Mary Inman, 1894-1986
Mary Inman, Communist and crusader for women's rights, was born Ida May Inman on June 11, 1894, in Burnside, Kentucky, to James Jett and Mildred (Taylor) Inman. MI was the last of her parents' nine children; her mother and an older sister died by the time she was thirteen, leaving MI to manage the household for her father and five brothers. She did this until 1917, when she married James F. Ryan. Their union was a happy one and lasted until his death in 1959.
When MI was sixteen, she became a member of Eugene V. Debs's Socialist Party. After her marriage, she took a job, joined the Railroad Workers' Union, and spent several years doing trade union organizing. She lived more than half her life in California, first in Los Angeles and then in Long Beach. After moving there, she became an active member of the Communist Party although she drew censure from some Party members for her advocacy of women's rights.

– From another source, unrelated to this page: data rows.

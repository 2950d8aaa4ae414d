use crate::{Client, Config, Error, Server, Snapshot, Summary};
use prometheus_client::registry::Registry;
use snapnet_impair::Simulator;
use tracing::{debug, info};

/// Advances the server, the link, and the client one frame at a time.
pub struct Driver {
    config: Config,
    server: Server,
    link: Simulator<Snapshot>,
    client: Client,
    frame: u64,
}

impl Driver {
    /// Create a driver for a validated `config`.
    pub fn new(config: Config) -> Result<Self, Error> {
        config.validate()?;
        let server = Server::new(
            [0.0; 3],
            config.distance,
            config.speed,
            config.send_interval,
        );
        let link = Simulator::seeded(config.impairment, config.seed)?;
        Ok(Self {
            config,
            server,
            link,
            client: Client::new(),
            frame: 0,
        })
    }

    /// Register the link's metrics with the provided registry.
    pub fn register(&self, registry: &mut Registry) {
        self.link.register(registry);
    }

    pub fn client(&self) -> &Client {
        &self.client
    }

    pub fn server(&self) -> &Server {
        &self.server
    }

    /// Time of the next frame.
    pub fn now(&self) -> f64 {
        self.frame as f64 * self.config.frame
    }

    /// Run one frame: maybe send a snapshot (if `send` is set), then deliver everything due.
    pub fn step(&mut self, send: bool) {
        let now = self.now();
        if send {
            if let Some(snapshot) = self.server.poll(now) {
                self.link.produce(snapshot, now);
            }
        }

        let client = &mut self.client;
        let delivered = self
            .link
            .tick(now, &mut |snapshot: Snapshot| client.receive(snapshot, now));
        if delivered > 0 {
            debug!(now, delivered, pending = self.link.len(), "delivered snapshots");
        }
        self.frame += 1;
    }

    /// Send snapshots for `duration` seconds, then keep ticking until every admitted
    /// snapshot has been delivered.
    pub fn run(mut self) -> Summary {
        while self.now() <= self.config.duration {
            self.step(true);
        }
        let sent = self.server.sent();
        info!(sent, pending = self.link.len(), "finished sending");

        // Skip idle frames: jump to the last frame at or before the next delivery
        while let Some(next) = self.link.next_delivery() {
            let frame = (next / self.config.frame).floor() as u64;
            self.frame = self.frame.max(frame);
            self.step(false);
        }
        self.client.summary(sent)
    }
}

MI's efforts to incorporate women's rights with Marxism began in 1934, when she read Clara Zetkin's pamphlet, Lenin on the Woman Question . She urged various party leaders to write a document which would help women organize themselves as a labor force. When no one responded to her call, she rented an office and wrote her first book, In Woman's Defense . She adopted the pen name Mary Inman, which she used from then on with most people outside her immediate family.
MI spent the rest of her life writing articles, pamphlets, and many letters and giving speeches insisting that women's work in the home is a necessary form of labor that deserves wages and unions. Her writings include the newspaper, Facts for Women, which she edited and published from 1943 to 1946, and the pamphlet, The Two Forms of Production under Capitalism .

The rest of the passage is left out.